Find the string "RefCycle" in the data, and copy out each line that has it.

--------------------

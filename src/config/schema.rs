//! Reusable schema definitions and schema documents.
//!
//! Named schemas can be referenced from any schema document with a JSON
//! `$ref` style object. References are resolved on the raw document before
//! it is parsed, so a referenced schema may itself contain references.
//!
//! ## Example Schema Definition
//!
//! ```yaml
//! name: Address
//! description: Postal address
//! schema:
//!   type: object
//!   properties:
//!     street:
//!       type: address
//!     zip:
//!       type: string
//!       options: ["10115", "80331"]
//! ```
//!
//! ## Example Schema Document
//!
//! ```yaml
//! schemas:
//!   - name: Tag
//!     schema:
//!       type: string
//!       options: [new, sale, popular]
//! schema:
//!   type: object
//!   properties:
//!     shipping:
//!       $ref: Address
//!     tags:
//!       type: array
//!       items:
//!         $ref: Tag
//! ```
//!
//! A file without a top-level `schema` key is read as a bare schema.

use crate::domain::{Schema, SchemaError};
use serde::{Deserialize, Serialize};
use serde_json::Value;
use std::path::Path;

/// Configuration for a reusable schema definition
#[derive(Debug, Clone, PartialEq, Serialize, Deserialize)]
pub struct SchemaConfig {
    /// Unique name for this schema (used in $ref references)
    pub name: String,
    /// Human-readable description of the schema
    #[serde(skip_serializing_if = "Option::is_none")]
    pub description: Option<String>,
    /// Tags for categorization and filtering
    #[serde(default, skip_serializing_if = "Vec::is_empty")]
    pub tags: Vec<String>,
    /// The schema definition in document form
    pub schema: Value,
}

/// A schema file with inline definitions and a root schema.
#[derive(Debug, Clone, Deserialize)]
pub struct SchemaDocument {
    #[serde(default)]
    pub schemas: Vec<SchemaConfig>,
    pub schema: Value,
}

/// Named schemas available for `$ref` resolution.
#[derive(Debug, Clone, Default)]
pub struct SchemaLibrary {
    entries: Vec<SchemaConfig>,
}

impl SchemaLibrary {
    pub fn new() -> Self {
        Self::default()
    }

    /// Add a schema, rejecting names that already exist.
    pub fn insert(&mut self, config: SchemaConfig) -> Result<(), SchemaError> {
        if self.get(&config.name).is_some() {
            return Err(SchemaError::Duplicate(config.name));
        }
        self.entries.push(config);
        Ok(())
    }

    /// Add a schema, replacing an existing entry of the same name.
    pub fn upsert(&mut self, config: SchemaConfig) {
        match self.entries.iter_mut().find(|e| e.name == config.name) {
            Some(existing) => {
                tracing::debug!("Schema '{}' overrides an existing definition", config.name);
                *existing = config;
            }
            None => self.entries.push(config),
        }
    }

    pub fn get(&self, name: &str) -> Option<&SchemaConfig> {
        self.entries.iter().find(|e| e.name == name)
    }

    pub fn len(&self) -> usize {
        self.entries.len()
    }

    pub fn is_empty(&self) -> bool {
        self.entries.is_empty()
    }

    /// Load every `*.json`, `*.yaml` and `*.yml` file in `dir` as a [`SchemaConfig`].
    ///
    /// A missing directory is not an error. Returns the number of schemas loaded.
    pub fn load_dir(&mut self, dir: &Path) -> Result<usize, SchemaError> {
        if !dir.is_dir() {
            tracing::debug!("Schema library directory {} does not exist", dir.display());
            return Ok(0);
        }

        let pattern = format!("{}/*", dir.display());
        let mut paths = Vec::new();
        for entry in glob::glob(&pattern)? {
            match entry {
                Ok(path) => {
                    if matches!(extension(&path), Some("json" | "yaml" | "yml")) {
                        paths.push(path);
                    }
                }
                Err(e) => tracing::warn!("Failed to read glob entry: {}", e),
            }
        }
        paths.sort();

        let count = paths.len();
        for path in paths {
            let config: SchemaConfig = serde_json::from_value(read_value(&path)?)?;
            tracing::debug!("Loaded schema '{}' from {}", config.name, path.display());
            self.insert(config)?;
        }
        Ok(count)
    }

    /// Replace every `$ref` in `value` with the referenced definition.
    pub fn resolve(&self, value: &Value) -> Result<Value, SchemaError> {
        resolve_schema_refs(value, &self.entries)
    }

    /// Resolve and parse the named schema.
    pub fn schema(&self, name: &str) -> Result<Schema, SchemaError> {
        let config = self
            .get(name)
            .ok_or_else(|| SchemaError::RefNotFound(name.to_string()))?;
        let resolved = self.resolve(&config.schema)?;
        Ok(Schema::from_value(resolved)?)
    }
}

/// Resolve schema references in a JSON value.
///
/// Every `{"$ref": "SchemaName"}` object is replaced with the definition of
/// that schema, recursively. Unknown names and reference cycles are errors.
pub fn resolve_schema_refs(value: &Value, schemas: &[SchemaConfig]) -> Result<Value, SchemaError> {
    let mut stack = Vec::new();
    resolve_with_stack(value, schemas, &mut stack)
}

fn resolve_with_stack(
    value: &Value,
    schemas: &[SchemaConfig],
    stack: &mut Vec<String>,
) -> Result<Value, SchemaError> {
    match value {
        Value::Object(map) => {
            if let Some(ref_name) = get_ref_name(value) {
                if stack.contains(&ref_name) {
                    let mut chain = stack.clone();
                    chain.push(ref_name);
                    return Err(SchemaError::RefCycle(chain));
                }
                let schema = schemas
                    .iter()
                    .find(|s| s.name == ref_name)
                    .ok_or_else(|| SchemaError::RefNotFound(ref_name.clone()))?;

                stack.push(ref_name);
                let resolved = resolve_with_stack(&schema.schema, schemas, stack);
                stack.pop();
                return resolved;
            }

            let mut resolved = serde_json::Map::new();
            for (key, val) in map {
                resolved.insert(key.clone(), resolve_with_stack(val, schemas, stack)?);
            }
            Ok(Value::Object(resolved))
        }
        Value::Array(arr) => arr
            .iter()
            .map(|v| resolve_with_stack(v, schemas, stack))
            .collect::<Result<Vec<_>, _>>()
            .map(Value::Array),
        _ => Ok(value.clone()),
    }
}

/// Extract the schema name from a $ref value
pub fn get_ref_name(value: &Value) -> Option<String> {
    if let Value::Object(map) = value {
        if map.len() == 1 {
            if let Some(Value::String(name)) = map.get("$ref") {
                return Some(name.clone());
            }
        }
    }
    None
}

/// Parse a schema document value against `library`.
///
/// Inline `schemas` entries override library entries of the same name.
pub fn parse_document(value: Value, library: &SchemaLibrary) -> Result<Schema, SchemaError> {
    if !is_document(&value) {
        return Ok(Schema::from_value(library.resolve(&value)?)?);
    }

    let document: SchemaDocument = serde_json::from_value(value)?;
    let mut scope = library.clone();
    for config in document.schemas {
        scope.upsert(config);
    }
    Ok(Schema::from_value(scope.resolve(&document.schema)?)?)
}

/// Read a JSON or YAML schema file and resolve it against `library`.
pub fn load_schema_file(path: &Path, library: &SchemaLibrary) -> Result<Schema, SchemaError> {
    let value = read_value(path)?;
    parse_document(value, library)
}

fn is_document(value: &Value) -> bool {
    match value {
        Value::Object(map) => {
            map.contains_key("schema") && !map.contains_key("type") && !map.contains_key("kind")
        }
        _ => false,
    }
}

fn extension(path: &Path) -> Option<&str> {
    path.extension().and_then(|e| e.to_str())
}

fn read_value(path: &Path) -> Result<Value, SchemaError> {
    let content = std::fs::read_to_string(path).map_err(|source| SchemaError::Io {
        path: path.to_path_buf(),
        source,
    })?;
    match extension(path) {
        Some("json") => Ok(serde_json::from_str(&content)?),
        Some("yaml" | "yml") => Ok(serde_yaml::from_str(&content)?),
        _ => Err(SchemaError::UnsupportedFormat(path.to_path_buf())),
    }
}

#[cfg(test)]
mod tests {
    use super::*;
    use crate::domain::{SchemaKind, Semantic};
    use serde_json::json;

    fn sample_schemas() -> Vec<SchemaConfig> {
        vec![
            SchemaConfig {
                name: "User".to_string(),
                description: Some("User information".to_string()),
                tags: vec![],
                schema: json!({
                    "type": "object",
                    "properties": {
                        "name": { "type": "name" },
                        "email": { "type": "string", "pattern": "email" },
                        "address": { "$ref": "Address" }
                    }
                }),
            },
            SchemaConfig {
                name: "Address".to_string(),
                description: None,
                tags: vec!["location".to_string()],
                schema: json!({
                    "type": "object",
                    "properties": {
                        "street": { "type": "address" },
                        "city": { "type": "string" }
                    }
                }),
            },
        ]
    }

    fn sample_library() -> SchemaLibrary {
        let mut library = SchemaLibrary::new();
        for config in sample_schemas() {
            library.insert(config).unwrap();
        }
        library
    }

    #[test]
    fn test_resolve_simple_ref() {
        let schemas = sample_schemas();
        let value = json!({ "$ref": "Address" });

        let resolved = resolve_schema_refs(&value, &schemas).unwrap();

        assert_eq!(resolved["type"], "object");
        assert!(resolved["properties"]["street"].is_object());
    }

    #[test]
    fn test_resolve_transitive_ref() {
        let schemas = sample_schemas();
        let value = json!({
            "type": "array",
            "items": { "$ref": "User" }
        });

        let resolved = resolve_schema_refs(&value, &schemas).unwrap();

        let address = &resolved["items"]["properties"]["address"];
        assert_eq!(address["type"], "object");
        assert_eq!(address["properties"]["street"]["type"], "address");
    }

    #[test]
    fn test_resolve_missing_ref() {
        let schemas = sample_schemas();
        let value = json!({ "$ref": "NonExistent" });

        let result = resolve_schema_refs(&value, &schemas);

        assert!(matches!(result, Err(SchemaError::RefNotFound(name)) if name == "NonExistent"));
    }

    #[test]
    fn test_resolve_cycle() {
        let schemas = vec![
            SchemaConfig {
                name: "Node".to_string(),
                description: None,
                tags: vec![],
                schema: json!({
                    "type": "object",
                    "properties": { "next": { "$ref": "Next" } }
                }),
            },
            SchemaConfig {
                name: "Next".to_string(),
                description: None,
                tags: vec![],
                schema: json!({ "$ref": "Node" }),
            },
        ];

        let err = resolve_schema_refs(&json!({ "$ref": "Node" }), &schemas).unwrap_err();
        match err {
            SchemaError::RefCycle(chain) => assert_eq!(chain, vec!["Node", "Next", "Node"]),
            other => panic!("expected cycle, got {:?}", other),
        }
    }

    #[test]
    fn test_same_ref_twice_is_not_a_cycle() {
        let schemas = sample_schemas();
        let value = json!({
            "type": "object",
            "properties": {
                "home": { "$ref": "Address" },
                "work": { "$ref": "Address" }
            }
        });
        let resolved = resolve_schema_refs(&value, &schemas).unwrap();
        assert_eq!(resolved["properties"]["home"], resolved["properties"]["work"]);
    }

    #[test]
    fn test_ref_with_siblings_is_not_a_ref() {
        assert_eq!(get_ref_name(&json!({ "$ref": "Test", "extra": true })), None);
        assert_eq!(get_ref_name(&json!({ "$ref": 3 })), None);
        assert_eq!(get_ref_name(&json!({ "type": "string" })), None);
        assert_eq!(get_ref_name(&json!("string")), None);
        assert_eq!(get_ref_name(&json!({ "$ref": "Test" })), Some("Test".to_string()));
    }

    #[test]
    fn test_library_rejects_duplicates() {
        let mut library = sample_library();
        let result = library.insert(sample_schemas().remove(1));
        assert!(matches!(result, Err(SchemaError::Duplicate(name)) if name == "Address"));
        assert_eq!(library.len(), 2);
    }

    #[test]
    fn test_library_named_schema() {
        let library = sample_library();
        let schema = library.schema("User").unwrap();
        let SchemaKind::Object(object) = schema.kind else {
            panic!("expected object");
        };
        let properties = object.properties.unwrap();
        assert_eq!(properties[0].1.kind, SchemaKind::Semantic(Semantic::Name));
        assert!(matches!(properties[2].1.kind, SchemaKind::Object(_)));
    }

    #[test]
    fn test_parse_document_with_inline_schemas() {
        let library = sample_library();
        let document = json!({
            "schemas": [
                {
                    "name": "Address",
                    "schema": { "type": "string", "pattern": "address" }
                }
            ],
            "schema": {
                "type": "object",
                "properties": { "shipping": { "$ref": "Address" } }
            }
        });

        let schema = parse_document(document, &library).unwrap();
        assert_eq!(
            schema,
            Schema::object([("shipping", Schema::pattern(Semantic::Address))])
        );
        // The caller's library is untouched
        assert!(matches!(
            library.get("Address").unwrap().schema["type"].as_str(),
            Some("object")
        ));
    }

    #[test]
    fn test_parse_bare_schema() {
        let schema = parse_document(json!({ "type": "boolean" }), &SchemaLibrary::new()).unwrap();
        assert_eq!(schema, Schema::boolean());
    }

    #[test]
    fn test_object_property_named_schema_is_not_a_document() {
        let value = json!({
            "type": "object",
            "schema": "ignored",
            "properties": { "schema": { "type": "string" } }
        });
        let schema = parse_document(value, &SchemaLibrary::new()).unwrap();
        assert_eq!(schema, Schema::object([("schema", Schema::string())]));
    }
}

--------------------

**Answer to this task:**
                    return Err(SchemaError::RefCycle(chain));
            SchemaError::RefCycle(chain) => assert_eq!(chain, vec!["Node", "Next", "Node"]),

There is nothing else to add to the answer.